Beauchamp succeeded his father in the earldom in 1891 at the age of 18, and was mayor of Worcester between 1895 and 1896. A progressive in his ideas, he was surprised to be offered the post of Governor of New South Wales in May 1899. Though he was good at the job and enjoyed the company of local artists and writers, he was unpopular in the colony for a series of gaffes and misunderstandings, most notably over his reference to the "birthstain" of Australia's convict origins. His open association with the high church and Anglo-Catholicism caused increased perturbation in the Evangelical Council.

In Sydney, William Carr Smith, rector of St James' Church was his chaplain. Beauchamp returned to Britain in 1900, saying that his duties had failed to stimulate him.

==Political career==
In 1902, Beauchamp joined the Liberal Party, and also married Lady Lettice Mary Elizabeth Grosvenor, the daughter of Victor Grosvenor, Earl Grosvenor. When the Liberals came to power under Henry Campbell-Bannerman in December 1905, Beauchamp was appointed Captain of the Honourable Corps of Gentlemen-at-Arms and was sworn of the Privy Council in January 1906. In July 1907, he became Lord Steward of the Household, a post he retained when H. H. Asquith became Prime Minister in 1908. He entered the cabinet as Lord President of the Council in June 1910, a post he held until November of the same year, when he was appointed First Commissioner of Works.

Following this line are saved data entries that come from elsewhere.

//! Harness-side IPC client for communicating with the backend

use std::time::Duration;

use serde_json::Value;
use tokio::io::{ReadHalf, WriteHalf};

use crate::common::error::IpcError;
use crate::common::{Error, Result};

use super::protocol::{Command, Request, Response};
use super::transport::{self, Stream};

/// Client for communicating with the application backend
///
/// A call that times out or loses framing leaves the socket at an unknown
/// position in the byte stream, so that connection is dropped and the next
/// call opens a fresh one.
pub struct BackendClient {
    socket: String,
    connect_timeout: Duration,
    call_timeout: Option<Duration>,
    connection: Option<Connection>,
    next_id: u64,
}

struct Connection {
    reader: ReadHalf<Stream>,
    writer: WriteHalf<Stream>,
}

impl Connection {
    async fn open(name: &str, connect_timeout: Duration) -> Result<Self> {
        let stream = tokio::time::timeout(connect_timeout, transport::connect(name))
            .await
            .map_err(|_| Error::Timeout(connect_timeout.as_secs()))?
            .map_err(|e| {
                if e.kind() == std::io::ErrorKind::NotFound
                    || e.kind() == std::io::ErrorKind::ConnectionRefused
                {
                    Error::BackendNotRunning
                } else {
                    Error::BackendConnectionFailed(e)
                }
            })?;

        tracing::debug!(socket = name, "Connected to backend");

        let (reader, writer) = tokio::io::split(stream);
        Ok(Self { reader, writer })
    }

    async fn round_trip(&mut self, id: u64, command: Command) -> Result<Value> {
        let name = command.name();
        let request = Request { id, command };
        let json = serde_json::to_vec(&request)?;

        tracing::trace!(id, command = name, "Sending request");

        transport::send_message(&mut self.writer, &json)
            .await
            .map_err(|e| Error::BackendCommunication(e.to_string()))?;

        let response_data = transport::recv_message(&mut self.reader)
            .await
            .map_err(|e| Error::BackendCommunication(e.to_string()))?;

        let response: Response = serde_json::from_slice(&response_data)?;

        if response.id != id {
            return Err(Error::BackendCommunication(format!(
                "Response ID mismatch: expected {}, got {}",
                id, response.id
            )));
        }

        if response.success {
            Ok(response.result.unwrap_or(Value::Null))
        } else {
            let error = response
                .error
                .unwrap_or_else(|| IpcError::new("UNKNOWN", "Unknown error"));
            Err(Error::command_failed(name, error))
        }
    }
}

impl BackendClient {
    /// Connect to the backend listening on `name`
    pub async fn connect(name: &str, connect_timeout: Duration) -> Result<Self> {
        let connection = Connection::open(name, connect_timeout).await?;

        Ok(Self {
            socket: name.to_string(),
            connect_timeout,
            call_timeout: None,
            connection: Some(connection),
            next_id: 1,
        })
    }

    /// Bound every subsequent call by `timeout`
    pub fn with_call_timeout(mut self, timeout: Option<Duration>) -> Self {
        self.call_timeout = timeout;
        self
    }

    /// Send a command and wait for the response
    pub async fn send_command(&mut self, command: Command) -> Result<Value> {
        let mut connection = match self.connection.take() {
            Some(connection) => connection,
            None => {
                tracing::debug!(socket = %self.socket, "Reconnecting to backend");
                Connection::open(&self.socket, self.connect_timeout).await?
            }
        };

        let id = self.next_id;
        self.next_id += 1;

        let outcome = match self.call_timeout {
            Some(limit) => tokio::time::timeout(limit, connection.round_trip(id, command))
                .await
                .unwrap_or(Err(Error::Timeout(limit.as_secs()))),
            None => connection.round_trip(id, command).await,
        };

        match &outcome {
            Err(e @ (Error::Timeout(_) | Error::BackendCommunication(_))) => {
                tracing::debug!(id, error = %e, "Dropping connection");
            }
            _ => self.connection = Some(connection),
        }

        outcome
    }

    /// Check if the backend is responding
    pub async fn ping(&mut self) -> Result<usize> {
        let accounts = self.send_command(Command::ListAccounts).await?;
        Ok(accounts.as_array().map_or(0, Vec::len))
    }
}

#[cfg(all(test, unix))]
mod tests {
    use interprocess::local_socket::traits::tokio::Listener as ListenerTrait;
    use serde_json::json;
    use tokio::io::AsyncWriteExt;

    use super::*;

    #[tokio::test]
    async fn test_timed_out_call_does_not_poison_later_calls() {
        let dir = tempfile::tempdir().unwrap();
        let socket = dir.path().join("backend.sock").display().to_string();
        let listener = transport::create_listener(&socket).await.unwrap();

        let server = tokio::spawn(async move {
            // First connection: announce a frame, then stall mid-body
            let first = listener.accept().await.unwrap();
            let (mut r1, mut w1) = tokio::io::split(first);
            transport::recv_message(&mut r1).await.unwrap();
            w1.write_all(&64u32.to_le_bytes()).await.unwrap();
            w1.flush().await.unwrap();

            // Second connection answers normally
            let second = listener.accept().await.unwrap();
            let (mut r2, mut w2) = tokio::io::split(second);
            let data = transport::recv_message(&mut r2).await.unwrap();
            let request: Request = serde_json::from_slice(&data).unwrap();
            let response = Response::success(request.id, json!([]));
            transport::send_message(&mut w2, &serde_json::to_vec(&response).unwrap())
                .await
                .unwrap();

            drop((r1, w1));
            request.id
        });

        let mut client = BackendClient::connect(&socket, Duration::from_secs(5))
            .await
            .unwrap()
            .with_call_timeout(Some(Duration::from_millis(300)));

        let first = client.send_command(Command::LoadConfig).await;
        assert!(matches!(first, Err(Error::Timeout(_))), "{first:?}");

        let second = client.send_command(Command::ListAccounts).await.unwrap();
        assert_eq!(second, json!([]));
        assert_eq!(server.await.unwrap(), 2);
    }

    #[tokio::test]
    async fn test_mismatched_id_drops_connection() {
        let dir = tempfile::tempdir().unwrap();
        let socket = dir.path().join("backend.sock").display().to_string();
        let listener = transport::create_listener(&socket).await.unwrap();

        let server = tokio::spawn(async move {
            let mut answered = Vec::new();
            for reply_offset in [7u64, 0] {
                let stream = listener.accept().await.unwrap();
                let (mut reader, mut writer) = tokio::io::split(stream);
                let data = transport::recv_message(&mut reader).await.unwrap();
                let request: Request = serde_json::from_slice(&data).unwrap();
                let response = Response::success(request.id + reply_offset, json!({}));
                transport::send_message(&mut writer, &serde_json::to_vec(&response).unwrap())
                    .await
                    .unwrap();
                answered.push(request.id);
            }
            answered
        });

        let mut client = BackendClient::connect(&socket, Duration::from_secs(5))
            .await
            .unwrap();

        let err = client.send_command(Command::LoadConfig).await.unwrap_err();
        assert!(matches!(err, Error::BackendCommunication(_)));
        assert_eq!(client.send_command(Command::LoadConfig).await.unwrap(), json!({}));
        assert_eq!(server.await.unwrap(), [1, 2]);
    }
}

Identified with the radical wing of the Liberal Party, Beauchamp also chaired (in December 1913) the Central Land and Housing Council, which was designed to advance Lloyd George's Land Campaign. He was again in government as Lord President of the Council from 1914 to 1915. However, he was not a member of the coalition government formed by Asquith in May 1915. Lord Beauchamp never returned to ministerial office but was the Liberal leader in the House of Lords from 1924 to 1931, supporting the ailing party with his substantial fortune.

While serving in Parliament, Beauchamp also voiced his support for a range of progressive measures such as workmen's compensation, an expansion in rural housing provision, an agricultural minimum wage, improved safety standards and reduced working hours for miners.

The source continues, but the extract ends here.